The term manual comes from the common use case of a navigation application, where users are presented with a screen that displays a list of map regions, allowing them to manually select the regions they wish to update. However, manual map management can also be implemented based on your logic and may not necessarily require user interaction.

This guide provides an overview of how the map structure is represented and explains the steps to perform map operations on the map regions.

Map structure

The structure of a map is represented by the RegionGraph and the CompositeRegionGraph, each offering a different perspective on the map structure.

You can choose to use either representation based on your needs. The RegionGraph provides a detailed and fine-grained representation of the map structure. On the other hand, the CompositeRegionGraph provides a higher-level and more streamlined view of the map structure.

Both RegionGraph and CompositeRegionGraph follow a tree structure. In the RegionGraph, each node is represented by a RegionGraphNode, while in the CompositeRegionGraph, each node is represented by a CompositeRegion.

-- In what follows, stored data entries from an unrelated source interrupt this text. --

//! Text-to-speech providers and the fallback chain that drives them.
//!
//! Every backend implements [`SpeechProvider`]: synthesis yields either audio
//! immediately or a job handle that must be polled. [`ProviderChain`] picks
//! the active provider, falls back once to the always-available system voice,
//! and plays the result through the injected playback primitive.

pub mod chain;
mod coqui;
mod elevenlabs;
mod resemble;
mod system;

pub use chain::{PollPolicy, ProviderChain, ProviderChainBuilder, SynthesisEvent};
pub use coqui::CoquiProvider;
pub use elevenlabs::ElevenLabsProvider;
pub use resemble::ResembleProvider;
pub use system::SystemVoiceProvider;

use crate::audio::AudioHandle;
use crate::config::TtsConfig;
use crate::error::SynthesisError;
use async_trait::async_trait;
use serde::{Deserialize, Serialize};
use std::fmt;
use std::str::FromStr;

/// Known synthesis backends.
#[derive(Debug, Default, Clone, Copy, PartialEq, Eq, Hash, Serialize, Deserialize)]
#[serde(rename_all = "lowercase")]
pub enum ProviderKind {
    /// Host's built-in voice. Needs no credentials; the terminal fallback.
    #[default]
    #[serde(alias = "browser")]
    System,
    /// ElevenLabs cloned voice.
    ElevenLabs,
    /// Resemble cloned voice (asynchronous clips).
    Resemble,
    /// Self-hosted Coqui XTTS server.
    Coqui,
}

/// The provider every failed attempt falls back to.
pub const DEFAULT_PROVIDER: ProviderKind = ProviderKind::System;

impl ProviderKind {
    /// All known providers.
    pub const ALL: [ProviderKind; 4] = [
        ProviderKind::System,
        ProviderKind::ElevenLabs,
        ProviderKind::Resemble,
        ProviderKind::Coqui,
    ];

    /// Config identifier.
    pub fn as_str(self) -> &'static str {
        match self {
            Self::System => "system",
            Self::ElevenLabs => "elevenlabs",
            Self::Resemble => "resemble",
            Self::Coqui => "coqui",
        }
    }

    /// Whether this is the terminal fallback provider.
    pub fn is_default(self) -> bool {
        self == DEFAULT_PROVIDER
    }
}

impl fmt::Display for ProviderKind {
    fn fmt(&self, f: &mut fmt::Formatter<'_>) -> fmt::Result {
        f.write_str(self.as_str())
    }
}

impl FromStr for ProviderKind {
    type Err = String;

    fn from_str(s: &str) -> Result<Self, Self::Err> {
        match s.trim().to_ascii_lowercase().as_str() {
            "system" | "browser" => Ok(Self::System),
            "elevenlabs" => Ok(Self::ElevenLabs),
            "resemble" => Ok(Self::Resemble),
            "coqui" => Ok(Self::Coqui),
            other => Err(format!("unknown TTS provider: {other}")),
        }
    }
}

/// Handle for a synthesis job that is still being rendered.
#[derive(Debug, Clone, PartialEq, Eq)]
pub struct JobHandle {
    /// Provider that owns the job.
    pub provider: ProviderKind,
    /// Provider-specific job identifier.
    pub id: String,
}

/// Result of a synthesis request.
#[derive(Debug, Clone, PartialEq)]
pub enum SynthesisOutcome {
    /// Audio is available now.
    Audio(AudioHandle),
    /// Audio will be available later; poll the job.
    Pending(JobHandle),
}

/// Result of polling a pending job.
#[derive(Debug, Clone, PartialEq)]
pub enum PollStatus {
    /// Still rendering.
    Pending,
    /// Audio is ready.
    Ready(AudioHandle),
    /// The provider gave up on the job.
    Failed(String),
}

/// A speech-synthesis backend.
///
/// Providers read their settings from the [`TtsConfig`] snapshot passed on
/// each call, so configuration edits apply to the next request.
#[async_trait]
pub trait SpeechProvider: Send + Sync {
    /// Which backend this is.
    fn kind(&self) -> ProviderKind;

    /// Convert `text` into audio or a pending job.
    async fn synthesize(
        &self,
        text: &str,
        config: &TtsConfig,
    ) -> Result<SynthesisOutcome, SynthesisError>;

    /// Check on a pending job.
    async fn poll_status(
        &self,
        job: &JobHandle,
        config: &TtsConfig,
    ) -> Result<PollStatus, SynthesisError> {
        let _ = (job, config);
        Err(SynthesisError::PollUnsupported(self.kind()))
    }
}

/// Map a transport error to a provider failure.
pub(crate) fn network_error(provider: ProviderKind) -> impl Fn(reqwest::Error) -> SynthesisError {
    move |e| SynthesisError::Network {
        provider,
        message: e.to_string(),
    }
}

/// Pull a human-readable message out of a provider error body.
pub(crate) fn error_detail(status: reqwest::StatusCode, body: &str) -> String {
    let value = serde_json::from_str::<serde_json::Value>(body).ok();
    value
        .as_ref()
        .and_then(|v| {
            v.pointer("/detail/message")
                .or_else(|| v.pointer("/message"))
                .or_else(|| v.pointer("/error"))
                .and_then(|m| m.as_str())
        })
        .map(str::to_owned)
        .unwrap_or_else(|| format!("HTTP {status}"))
}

You can see the visual differences between the two representations in the following images:

`RegionGraph`	`CompositeRegionGraph`

It’s important to note that the map structure may vary depending on factors such as the map provider, map versions, and other considerations. The specific regions and their hierarchy can differ based on these factors.

Map region state

The state of the RegionGraphNode is represented by the RegionGraphNodeState. Similarly, the state of CompositeRegion is represented by the CompositeRegionState. They provide valuable information that can assist you in determining which regions to install or update, such as whether the region is currently installed, whether there are available updates for the region, and the size of the update that must be downloaded.

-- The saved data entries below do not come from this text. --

#[tokio::test(start_paused = true)]
async fn amplitude_animation_follows_playback_levels() {
    let mut h = HarnessBuilder::new(ScriptedGenerator::replying(&["Vinara, ippudu cheptha"]))
        .config(|c| c.animation.mode = AnimationMode::Amplitude)
        .playback(Duration::from_secs(2))
        .build();

    let shown = Arc::new(Mutex::new(Vec::new()));
    let mut frames = h.orchestrator.animator().subscribe();
    let recorder = {
        let shown = Arc::clone(&shown);
        tokio::spawn(async move {
            while frames.changed().await.is_ok() {
                let expression = *frames.borrow_and_update();
                let mut shown = shown.lock().unwrap();
                if shown.last() != Some(&expression) {
                    shown.push(expression);
                }
            }
        })
    };

    let turn = h.orchestrator.submit_text("go on").unwrap();
    let mut before_playback = Vec::new();
    loop {
        let event = h.events.recv().await.unwrap();
        if matches!(event, RuntimeEvent::PlaybackStarted { .. }) {
            break;
        }
        before_playback.push(h.orchestrator.animator().current());
    }
    assert!(before_playback.iter().all(|e| *e == Expression::Neutral));

    let events = h.run_to_idle(turn).await;
    recorder.abort();

    let at = |pred: &dyn Fn(&RuntimeEvent) -> bool| position(&events, pred).unwrap();
    let anim_started = at(&|e| matches!(e, RuntimeEvent::AnimationStarted { .. }));
    let synth_ended = at(&|e| matches!(e, RuntimeEvent::SynthesisEnded { .. }));
    let anim_stopped = at(&|e| matches!(e, RuntimeEvent::AnimationStopped { .. }));
    assert!(anim_started < synth_ended);
    assert!(synth_ended < anim_stopped);

    // Level 0.5 is above the top threshold: mouth fully open, then back to neutral.
    let shown: Vec<_> = shown
        .lock()
        .unwrap()
        .iter()
        .copied()
        .skip_while(|e| *e == Expression::Neutral)
        .collect();
    assert_eq!(shown, [Expression::MouthOpen, Expression::Neutral]);

    settle().await;
    assert_eq!(h.orchestrator.animator().current(), Expression::Neutral);
    assert!(!h.orchestrator.animator().is_running());
}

Observing map structure and map region states

By implementing the RegionGraphObserver, you can receive notifications whenever there are changes in the RegionGraph structure or the state of individual RegionGraphNode:

1class MyRegionGraphObserver: RegionGraphObserver {
  func onRegionGraphChanged(event: TomTomSDKNDSStoreUpdater.RegionGraphChangeEvent) {
      switch event {
      case let .error(errorData):
          // Error handling - Your code goes here.
          // For example, print the error.
          print(errorData.error.description)
      case let .structureChanged(structureData):
          // Your code goes here.
          // For example, save the graph and the corresponding states.
          graph = structureData.graph
          nodeStates = structureData.nodeStates
      case let .nodesStateChanged(nodesStateData):
          // Your code goes here.
          // For example, update the node states.
          nodeStates.merge(nodesStateData.nodeStates) { _, new in new }
      }
  }
19
  private var graph: RegionGraph?
  private var nodeStates: [RegionGraphNodeID: RegionGraphNodeState] = [:]
22}

When the NDSStoreUpdater is instantiated, you can register the observer you’ve created. For constructing the NDSStoreUpdater, refer to the Offline map quickstart.

let regionGraphObserver = MyRegionGraphObserver()
ndsStoreUpdater.addRegionGraphObserver(regionGraphObserver)

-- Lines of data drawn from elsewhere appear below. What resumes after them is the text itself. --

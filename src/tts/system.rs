//! Host system voice: the always-available default provider.

use super::{ProviderKind, SpeechProvider, SynthesisOutcome};
use crate::audio::AudioHandle;
use crate::config::TtsConfig;
use crate::error::SynthesisError;
use async_trait::async_trait;

/// Hands the text to the playback primitive's built-in voice.
#[derive(Debug, Default, Clone, Copy)]
pub struct SystemVoiceProvider;

#[async_trait]
impl SpeechProvider for SystemVoiceProvider {
    fn kind(&self) -> ProviderKind {
        ProviderKind::System
    }

    async fn synthesize(
        &self,
        text: &str,
        config: &TtsConfig,
    ) -> Result<SynthesisOutcome, SynthesisError> {
        Ok(SynthesisOutcome::Audio(AudioHandle::Utterance {
            text: text.to_owned(),
            voice: config.system.clone(),
        }))
    }
}
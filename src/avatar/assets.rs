//! Expression image registry.

use crate::error::AnimationAssetError;
use crate::viseme::Expression;
use std::collections::HashMap;
use std::path::{Path, PathBuf};
use tracing::{info, warn};

/// Image paths for the expressions that loaded.
///
/// Missing images are recorded and logged, never fatal; the synchronizer
/// skips frames it has no image for.
#[derive(Debug, Clone, Default)]
pub struct ExpressionAssets {
    paths: HashMap<Expression, PathBuf>,
    missing: Vec<AnimationAssetError>,
}

impl ExpressionAssets {
    /// Scan `dir` for every expression's image.
    pub fn load(dir: &Path) -> Result<Self, AnimationAssetError> {
        if !dir.is_dir() {
            return Err(AnimationAssetError::Directory(dir.display().to_string()));
        }

        let mut assets = Self::default();
        for expression in Expression::ALL {
            let path = dir.join(expression.asset_file());
            if path.is_file() {
                assets.paths.insert(expression, path);
            } else {
                let err = AnimationAssetError::Missing {
                    expression: expression.name(),
                    path: path.display().to_string(),
                };
                warn!("{err}");
                assets.missing.push(err);
            }
        }
        info!(
            "loaded {} of {} expression images",
            assets.paths.len(),
            Expression::ALL.len()
        );
        Ok(assets)
    }

    /// Image for `expression`, if it loaded.
    pub fn path(&self, expression: Expression) -> Option<&Path> {
        self.paths.get(&expression).map(PathBuf::as_path)
    }

    /// Whether `expression` can be shown.
    pub fn is_available(&self, expression: Expression) -> bool {
        self.paths.contains_key(&expression)
    }

    /// Images that failed to load.
    pub fn missing(&self) -> &[AnimationAssetError] {
        &self.missing
    }
}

Similarly, by implementing the CompositeRegionObserver, you can observe the changes in the CompositeRegionGraph structure or the state of individual CompositeRegion:

1class MyCompositeRegionObserver: CompositeRegionObserver {
  func onCompositeRegionGraphChanged(event: TomTomSDKNDSStoreUpdater.CompositeRegionGraphChangeEvent) {
      switch event {
      case let .error(error):
          // Error handling - Your code goes here.
          // For example, print the error.
          print(error.description)
      case let .graphChanged(graphData):
          // Your code goes here.
          // For example, save the graph and the corresponding states.
          graph = graphData.graph
          regionStates = graphData.regionStatesData.stateMap
      case let .statesChanged(stateData):
          // Your code goes here.
          // For example, update the node states.
          regionStates.merge(stateData.stateMap) { _, new in new }
      }
  }
19
  private var graph: CompositeRegionGraph?
  private var regionStates: [CompositeRegionID: CompositeRegionState] = [:]
22}

To register the observer, you need to construct the CompositeRegionsUpdater first:

1let compositeRegionsUpdater = CompositeRegionsUpdater(ndsStoreUpdater: ndsStoreUpdater)
2let compositeRegionObserver = MyCompositeRegionObserver()
3compositeRegionsUpdater.addCompositeRegionObserver(compositeRegionObserver)

Representing map structure and map region states

Now that you have the data of map structure and the map region states, you can proceed to represent them. Here is an example of using a dynamic list to display the map structure:

First, define the data model that contains the necessary information about each map region, including the name, RegionGraphNodeID, RegionGraphNodeState, and child map regions, etc.

Note that to conform to the Identifiable protocol, the Identifiable.id must be unique for each item in the list. However, the RegionGraphNodeID may not be unique across the entire graph, as it can appear multiple times with different parent nodes.

To ensure uniqueness of each map region, there are different approaches you can take. One option is to combine RegionGraphNodeID of each map region with the RegionGraphNodeID of its parent region. Alternatively, as shown in the example, use UUID.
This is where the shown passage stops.